De Jong even takes it one step further. Central piece in the gallery space is a large Perspex isolation cell, wherein readymade objects have been placed, clearly hinting at Marcel Duchamp. A toilet of stainless steel from a prison cell and a bright orange surgical stretcher chair create a strange and estranging setting together. While the surrounding acrylic glass generates distance, time markers and cries, carved from the inside, reveal someone’s previous confinement. Here the eccentric, grotesque character of De Jong’s earlier work has been replaced by a clinical feeling of oppression. How long did time stand still in here? Via a long tube, the cell connects with an adjacent chemical test display, where energy seems to bubble. As in a time machine, there is an alluring, hopeful opening for escape – a potential teleportation.

Next to the constellation of different Perspex vitrines, De Jong shows three long, metal tables, each with six stools directly attached to them. Designed in such a way that there is not a single loose element encouraging violent use, these reproductions of prison dining tables also contain the anonymity of penitentiaries. The identical stools remain unoccupied; the table tops surprisingly function as plinths for three crystal-sculptures, self-consciously displaying themselves. Colourful Bismuth for instance, that spirals down in endless, rectangular passages.
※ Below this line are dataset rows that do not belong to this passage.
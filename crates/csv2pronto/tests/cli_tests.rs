//! CLI integration tests.
//!
//! These tests invoke the `csv2pronto` binary via `std::process::Command`
//! against a small CSV written to a temporary directory.

use std::fs;
use std::path::{Path, PathBuf};
use std::process::{Command, Output};

use tempfile::TempDir;

const CSV: &str = "\
site,listing_id,title,transaction,advertiser_id,advertiser_name,price,currency,province,district,neighborhood,bath_amnt
zonaprop,ML100,Casa con jardín,Venta,9,Inmobiliaria Sur,150000,USD,Buenos Aires,La Plata,Centro,2
argenprop,200,Depto,Alquiler,10,,85000,ARS,Buenos Aires,La Plata,,1
";

const BAD_ROW: &str = "craigslist,1,Nope,Venta,1,X,1,USD,Buenos Aires,La Plata,Centro,0\n";

fn binary() -> &'static str {
    env!("CARGO_BIN_EXE_csv2pronto")
}

fn write_fixture(dir: &TempDir, name: &str, content: &str) -> PathBuf {
    let path = dir.path().join(name);
    fs::write(&path, content).expect("write fixture");
    path
}

fn run(args: &[&str]) -> Output {
    Command::new(binary())
        .args(args)
        .env_remove("RUST_LOG")
        .output()
        .expect("failed to execute binary")
}

fn run_ok(args: &[&str]) -> String {
    let output = run(args);
    assert!(
        output.status.success(),
        "csv2pronto failed: {}",
        String::from_utf8_lossy(&output.stderr)
    );
    String::from_utf8(output.stdout).expect("invalid UTF-8")
}

fn triple_lines(out: &str) -> Vec<&str> {
    out.lines()
        .map(str::trim)
        .filter(|l| !l.is_empty() && !l.starts_with('#') && !l.starts_with("@prefix"))
        .collect()
}

fn path_str(path: &Path) -> &str {
    path.to_str().unwrap()
}

#[test]
fn ntriples_output_is_valid() {
    let dir = TempDir::new().unwrap();
    let input = write_fixture(&dir, "listings.csv", CSV);
    let stdout = run_ok(&[path_str(&input), "-q"]);

    let lines = triple_lines(&stdout);
    assert!(lines.len() > 20, "Expected more than 20 triples, got {}", lines.len());
    for line in lines {
        assert!(line.ends_with(" ."), "N-Triples line does not end with ' .': {line}");
        assert!(
            line.starts_with('<') || line.starts_with("_:"),
            "N-Triples line does not start with a node: {line}"
        );
    }
    assert!(stdout.contains("pronto.owl#listing_site3_100>"));
    assert!(stdout.contains("pronto.owl#listing_site1_200>"));
}

#[test]
fn turtle_output_has_prefixes() {
    let dir = TempDir::new().unwrap();
    let input = write_fixture(&dir, "listings.csv", CSV);
    let stdout = run_ok(&[path_str(&input), "--format", "turtle", "-q"]);

    assert!(stdout.contains("@prefix rdf:"), "Turtle output should contain rdf prefix");
    assert!(stdout.contains("@prefix pr:"), "Turtle output should contain pr prefix");
    assert!(stdout.contains("pr:listing_site3_100 rdf:type pr:RealEstateListing ."));
}

#[test]
fn output_file_receives_triples() {
    let dir = TempDir::new().unwrap();
    let input = write_fixture(&dir, "listings.csv", CSV);
    let output = dir.path().join("out.nt");
    let stdout = run_ok(&[path_str(&input), "-o", path_str(&output), "-q"]);

    assert!(stdout.is_empty());
    let written = fs::read_to_string(&output).unwrap();
    assert!(!triple_lines(&written).is_empty());
}

#[test]
fn base_uri_changes_output_iris() {
    let dir = TempDir::new().unwrap();
    let input = write_fixture(&dir, "listings.csv", CSV);
    let stdout = run_ok(&[
        path_str(&input),
        "--base-uri",
        "http://custom.example/data#",
        "-q",
    ]);

    assert!(stdout.contains("<http://custom.example/data#listing_site3_100>"));
    // The vocabulary keeps its own namespace; only subjects move.
    let default_subject = triple_lines(&stdout).into_iter().any(|l| {
        l.starts_with("<https://raw.githubusercontent.com/fdioguardi/pronto/main/ontology/pronto.owl#")
    });
    assert!(!default_subject, "Subject IRIs should use the custom base URI");
}

#[test]
fn config_file_is_applied() {
    let dir = TempDir::new().unwrap();
    let input = write_fixture(&dir, "listings.csv", CSV);
    let config = write_fixture(
        &dir,
        "csv2pronto.toml",
        "base_uri = \"http://config.example/\"\nanonymize = false\n",
    );
    let stdout = run_ok(&[path_str(&input), "-c", path_str(&config), "-q"]);
    assert!(stdout.contains("<http://config.example/listing_zonaprop_ML100>"));
}

#[test]
fn no_anonymize_keeps_site_names() {
    let dir = TempDir::new().unwrap();
    let input = write_fixture(&dir, "listings.csv", CSV);
    let stdout = run_ok(&[path_str(&input), "--no-anonymize", "-q"]);
    assert!(stdout.contains("listing_argenprop_200>"));
    assert!(!stdout.contains("listing_site1_200>"));
}

const ONTOLOGY_TRIPLE: &str = "<http://example.org/Onto> <http://www.w3.org/1999/02/22-rdf-syntax-ns#type> <http://www.w3.org/2002/07/owl#Ontology> .";

const ONTOLOGY_RDF_XML: &str = r#"<?xml version="1.0"?>
<rdf:RDF xmlns:rdf="http://www.w3.org/1999/02/22-rdf-syntax-ns#"
         xmlns:rdfs="http://www.w3.org/2000/01/rdf-schema#"
         xmlns:owl="http://www.w3.org/2002/07/owl#">
  <owl:Ontology rdf:about="http://example.org/Onto"/>
  <owl:Class rdf:about="http://example.org/Casa">
    <rdfs:label xml:lang="es">Casa</rdfs:label>
  </owl:Class>
</rdf:RDF>
"#;

#[test]
fn ontology_is_written_first() {
    let dir = TempDir::new().unwrap();
    let input = write_fixture(&dir, "listings.csv", CSV);
    let ontology = write_fixture(&dir, "pronto.nt", &format!("{ONTOLOGY_TRIPLE}\n"));
    let stdout = run_ok(&[path_str(&input), "--ontology", path_str(&ontology), "-q"]);

    let lines = triple_lines(&stdout);
    assert_eq!(lines[0], ONTOLOGY_TRIPLE);
    assert_eq!(lines.iter().filter(|l| **l == ONTOLOGY_TRIPLE).count(), 1);
}

#[test]
fn rdf_xml_ontology_is_reserialized() {
    let dir = TempDir::new().unwrap();
    let input = write_fixture(&dir, "listings.csv", CSV);
    let ontology = write_fixture(&dir, "pronto.owl", ONTOLOGY_RDF_XML);
    let stdout = run_ok(&[path_str(&input), "--ontology", path_str(&ontology), "-q"]);

    assert!(!stdout.contains("<?xml"), "RDF/XML must not be copied verbatim");
    assert!(!stdout.contains("rdf:RDF"));
    let lines = triple_lines(&stdout);
    assert_eq!(lines[0], ONTOLOGY_TRIPLE);
    assert!(lines.contains(
        &"<http://example.org/Casa> <http://www.w3.org/2000/01/rdf-schema#label> \"Casa\"@es ."
    ));
    for line in lines {
        assert!(line.ends_with(" ."), "N-Triples line does not end with ' .': {line}");
    }
}

#[test]
fn ontology_is_reserialized_as_turtle() {
    let dir = TempDir::new().unwrap();
    let input = write_fixture(&dir, "listings.csv", CSV);
    let ontology = write_fixture(&dir, "pronto.owl", ONTOLOGY_RDF_XML);
    let stdout = run_ok(&[
        path_str(&input),
        "--ontology",
        path_str(&ontology),
        "--format",
        "turtle",
        "-q",
    ]);

    assert!(stdout.starts_with("@prefix"), "got: {stdout}");
    assert!(stdout.contains(
        "<http://example.org/Onto> rdf:type <http://www.w3.org/2002/07/owl#Ontology> ."
    ));
    assert!(stdout.contains("<http://example.org/Casa> rdfs:label \"Casa\"@es ."));
}

#[test]
fn malformed_ontology_is_an_error() {
    let dir = TempDir::new().unwrap();
    let input = write_fixture(&dir, "listings.csv", CSV);
    let ontology = write_fixture(&dir, "pronto.ttl", "<http://example.org/a> .\n");
    let output = run(&[path_str(&input), "--ontology", path_str(&ontology), "-q"]);

    assert_eq!(output.status.code(), Some(1));
    let stderr = String::from_utf8_lossy(&output.stderr);
    assert!(stderr.contains("Failed to merge ontology"), "got: {stderr}");
}

#[test]
fn ontology_with_unknown_extension_is_rejected() {
    let dir = TempDir::new().unwrap();
    let input = write_fixture(&dir, "listings.csv", CSV);
    let ontology = write_fixture(&dir, "pronto.csv", ONTOLOGY_TRIPLE);
    let output = run(&[path_str(&input), "--ontology", path_str(&ontology), "-q"]);

    assert!(!output.status.success());
    let stderr = String::from_utf8_lossy(&output.stderr);
    assert!(stderr.contains("from its extension"), "got: {stderr}");
}

#[test]
fn rejected_rows_are_skipped_by_default() {
    let dir = TempDir::new().unwrap();
    let input = write_fixture(&dir, "listings.csv", &format!("{CSV}{BAD_ROW}"));
    let output = run(&[path_str(&input)]);

    assert!(output.status.success());
    let stderr = String::from_utf8(output.stderr).unwrap();
    assert!(stderr.contains("skipping record"), "got: {stderr}");
    assert!(stderr.contains("craigslist"), "got: {stderr}");
    assert!(stderr.contains("Converted 2 of 3 rows"), "got: {stderr}");
}

#[test]
fn fail_fast_exits_with_error() {
    let dir = TempDir::new().unwrap();
    let input = write_fixture(&dir, "listings.csv", &format!("{CSV}{BAD_ROW}"));
    let output = run(&[path_str(&input), "--fail-fast", "-q"]);

    assert_eq!(output.status.code(), Some(1));
    let stderr = String::from_utf8(output.stderr).unwrap();
    assert!(stderr.starts_with("Error:"), "got: {stderr}");
    assert!(stderr.contains("unrecognized site"), "got: {stderr}");
}

#[test]
fn quiet_suppresses_stderr() {
    let dir = TempDir::new().unwrap();
    let input = write_fixture(&dir, "listings.csv", &format!("{CSV}{BAD_ROW}"));
    let output = run(&[path_str(&input), "-q"]);

    assert!(output.status.success());
    let stderr = String::from_utf8(output.stderr).unwrap();
    assert!(stderr.is_empty(), "Quiet mode should produce no stderr output, got: {stderr}");
}

#[test]
fn unknown_format_is_rejected() {
    let dir = TempDir::new().unwrap();
    let input = write_fixture(&dir, "listings.csv", CSV);
    let output = run(&[path_str(&input), "--format", "rdfxml"]);
    assert!(!output.status.success());
    assert!(String::from_utf8_lossy(&output.stderr).contains("Unknown format"));
}

#[test]
fn missing_input_reports_path() {
    let output = run(&["/nonexistent/listings.csv", "-q"]);
    assert!(!output.status.success());
    let stderr = String::from_utf8_lossy(&output.stderr);
    assert!(stderr.contains("Failed to open input file"), "got: {stderr}");
}
//! Replace identifying fields of a row before it is converted.

use std::collections::BTreeMap;

use crate::config::ConversionOptions;
use crate::error::{ConvertError, Result};
use crate::row::{Field, Row};

/// Maps site names to codes, strips listing id prefixes and drops URLs.
#[derive(Debug, Clone)]
pub struct Anonymizer {
    sites: BTreeMap<String, String>,
    listing_id_prefix: String,
}

impl Anonymizer {
    /// `sites` keys are matched case-insensitively.
    pub fn new(sites: BTreeMap<String, String>, listing_id_prefix: impl Into<String>) -> Self {
        let sites = sites
            .into_iter()
            .map(|(name, code)| (name.to_lowercase(), code))
            .collect();
        Self {
            sites,
            listing_id_prefix: listing_id_prefix.into(),
        }
    }

    pub fn from_options(options: &ConversionOptions) -> Self {
        Self::new(options.sites.clone(), options.listing_id_prefix.clone())
    }

    /// Return an anonymised copy of `row`.
    ///
    /// A row without a site is passed through without a site; a site with no
    /// mapping is an error because every identifier depends on it.
    pub fn anonymize(&self, row: &Row) -> Result<Row> {
        let mut out = row.clone();

        if let Some(site) = row.get(Field::Site) {
            out.set(Field::Site, self.site(site)?);
        }
        if let Some(id) = row.get(Field::ListingId) {
            out.set(Field::ListingId, self.listing_id(id));
        }
        out.remove(Field::Url);

        Ok(out)
    }

    pub fn site(&self, site: &str) -> Result<&str> {
        self.sites
            .get(&site.to_lowercase())
            .map(String::as_str)
            .ok_or_else(|| ConvertError::UnrecognizedSite(site.to_string()))
    }

    pub fn listing_id<'a>(&self, id: &'a str) -> &'a str {
        if self.listing_id_prefix.is_empty() {
            return id;
        }
        id.strip_prefix(self.listing_id_prefix.as_str()).unwrap_or(id)
    }
}

impl Default for Anonymizer {
    fn default() -> Self {
        Self::from_options(&ConversionOptions::default())
    }
}
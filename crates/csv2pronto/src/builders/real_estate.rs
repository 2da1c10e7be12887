use crate::error::Result;
use crate::graph::SafeGraph;
use crate::identity::{EntityKind, IdentifierStrategy};
use crate::model::literal::string;
use crate::model::ontology::{pr, rec, standard};
use crate::model::Node;
use crate::row::{Field, Row};

use super::space::add_space;

/// Add the real estate and the space it includes; return the real estate node.
pub fn add_real_estate(g: &mut SafeGraph, row: &Row, ids: &IdentifierStrategy) -> Result<Node> {
    let real_estate = ids.identify(EntityKind::RealEstate, row);
    g.add(&real_estate, standard::RDF_TYPE, rec::REAL_ESTATE);
    g.add(&real_estate, pr::PROPERTY_TYPE, string(row.get(Field::PropertyType)));

    let space = add_space(g, row, ids)?;
    g.add(&real_estate, rec::INCLUDES, &space);

    Ok(real_estate)
}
What do these gemstones, sparkling yet sharp, embody? Their healing powers are in flat contradiction to the toxic and non-decomposable synthetic materials from which the artist has made them. While De Jong has represented immoral human behaviour in previous works, he now questions the morality of things themselves. Can an object be intrinsically good or bad? Could an item be put to trial?

Except for a hologram self-portrait of the artist created from MRI data, the human figure has disappeared for the first time in De Jong’s “Court of Justice”. Now, more than ever, it is up to the visitor to judge.